Nos impulsaba un afán de recuperar, por un lado, las tradiciones republicanas (las de la conocida ‘cosa pública’), pero por el otro, rescatar también el carácter lárico en la emergente sociabilidad, tanto intra como intergeneracional, en un corte transversal (en el marco emergente tanto de las vanguardias, como incluso de las retaguardias del caso). Perseguimos presentarnos mutuamente a través de medios de comunicación artesanales, y plegar a este conocimiento los actores de generaciones mayores, vía la difusión de nuestras ‘conversaciones’. No me extiendo aquí sobre las diferencias que establecimos con el imaginario y las modalidades culturales sostenidas por la izquierda tradicional (la ortodoxia contra la cual nos distanciamos), no menos importantes, pero de largo y cuidadoso análisis del que esta exposición se excluirá.

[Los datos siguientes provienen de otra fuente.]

//! Shared belief record
//!
//! One record (state, covariance, timestamp) plus the last accepted pose fix,
//! behind a single timed mutex. IMU and pose handlers take the lock, compute
//! the new belief from a snapshot, and commit it with `replace`.

use std::time::Duration;

use nalgebra::{DMatrix, Vector3};
use parking_lot::{Mutex, MutexGuard};

use crate::error::{EstimatorError, EstimatorResult};
use crate::filters::quad_model::QuadState;
use crate::sensor_fusion::EstimatorConfig;
use crate::types::linalg::STATE_DIM;

/// State estimate and covariance at `timestamp`.
#[derive(Clone, Debug, PartialEq)]
pub struct QuadBelief {
    pub state: QuadState,
    pub covariance: DMatrix<f64>,
    /// Seconds
    pub timestamp: f64,
    /// Gap covered by the update that produced this belief
    pub dt: f64,
}

impl QuadBelief {
    /// Belief at rest: configured position, identity attitude, diagonal covariance.
    pub fn initial(config: &EstimatorConfig, t0: f64) -> Self {
        let [x, y, z] = config.initial_position;
        Self {
            state: QuadState::at_rest(Vector3::new(x, y, z)),
            covariance: DMatrix::<f64>::identity(STATE_DIM, STATE_DIM) * config.initial_covariance,
            timestamp: t0,
            dt: config.initial_dt,
        }
    }

    pub fn is_finite(&self) -> bool {
        self.state.is_finite() && self.covariance.iter().all(|v| v.is_finite())
    }
}

/// Last pose fix, in filter-frame coordinates.
#[derive(Clone, Copy, Debug, PartialEq)]
pub struct PoseFix {
    pub timestamp: f64,
    pub position: Vector3<f64>,
}

#[derive(Clone, Debug)]
pub struct BeliefRecord {
    pub belief: QuadBelief,
    pub last_pose: Option<PoseFix>,
}

pub struct BeliefStore {
    record: Mutex<BeliefRecord>,
    timeout: Duration,
}

impl BeliefStore {
    pub fn new(belief: QuadBelief, timeout: Duration) -> Self {
        Self {
            record: Mutex::new(BeliefRecord {
                belief,
                last_pose: None,
            }),
            timeout,
        }
    }

    /// Exclusive access, waiting at most the configured timeout.
    pub fn acquire(&self) -> EstimatorResult<BeliefGuard<'_>> {
        self.acquire_within(self.timeout)
    }

    pub fn acquire_within(&self, timeout: Duration) -> EstimatorResult<BeliefGuard<'_>> {
        self.record
            .try_lock_for(timeout)
            .map(|guard| BeliefGuard { guard })
            .ok_or(EstimatorError::Timeout(timeout.as_millis() as u64))
    }

    /// Copy of the current belief.
    pub fn snapshot(&self) -> EstimatorResult<QuadBelief> {
        Ok(self.acquire()?.snapshot())
    }
}

/// Held lock on the belief record.
pub struct BeliefGuard<'a> {
    guard: MutexGuard<'a, BeliefRecord>,
}

impl BeliefGuard<'_> {
    pub fn snapshot(&self) -> QuadBelief {
        self.guard.belief.clone()
    }

    pub fn belief(&self) -> &QuadBelief {
        &self.guard.belief
    }

    pub fn replace(&mut self, belief: QuadBelief) {
        self.guard.belief = belief;
    }

    pub fn last_pose(&self) -> Option<PoseFix> {
        self.guard.last_pose
    }

    pub fn set_last_pose(&mut self, fix: PoseFix) {
        self.guard.last_pose = Some(fix);
    }
}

Uno de nuestros rasgos identitarios fue la excepcional conciencia histórica que nos acompañó. Sabíamos que, más allá de nuestras narices (en medio del frenesí modernizador de tipo capitalista impulsado por el gobierno militar y su proporcional revés policial), corrían tiempos definitorios para la senda de la humanidad: el fin de los novecientos, el fin del segundo milenio de la era cristiana, un momento para detenerse a presenciar los debates universales, y de ponerse del todo a exorcizar la pesada delgadez de la piel de nuestra provincia. Así, nuestra percepción del presente personal y colectivo se nos deslizaba bajo la cuenta de lo poco que nos faltaba para asistir al 2000. En ese sentido, nos hicimos responsables de darle tribuna al reunirse, al crear y al pensar, en un país decidido a no sostener más ya la oscuridad de la celda. Era hora de hacer balances y atreverse a representar un cambio, en un mundo (local) que naturalmente miraba más que nada hacia atrás. Nuestro mayor desafío fue montar un escenario para pensar desde lo propio, haciendo positiva la insuficiencia de nuestra formación, pero donde las capacidades, puestas en red, propiciaban una lucidez característica a la generación de la que formábamos parte. Pero, si bien nuestro oficio estaba comprometido de un modo privilegiado con lo emergente (emergiendo nosotros mismos), fue decisiva la opción de operar un rescate, en nuestro medio, de las voces, obras y gestos de nuestros mayores, dejados de lado por la oficialidad académica y los medios de masa, pretendiendo que nos olvidáramos de una fase (aún viva) de la construcción de nuestra cultura. Y, de ese mismo modo, fuimos también muy preocupados de la generación siguiente, tuvimos el sentido de la responsabilidad ante quienes nos sucederían, de hacerles un camino.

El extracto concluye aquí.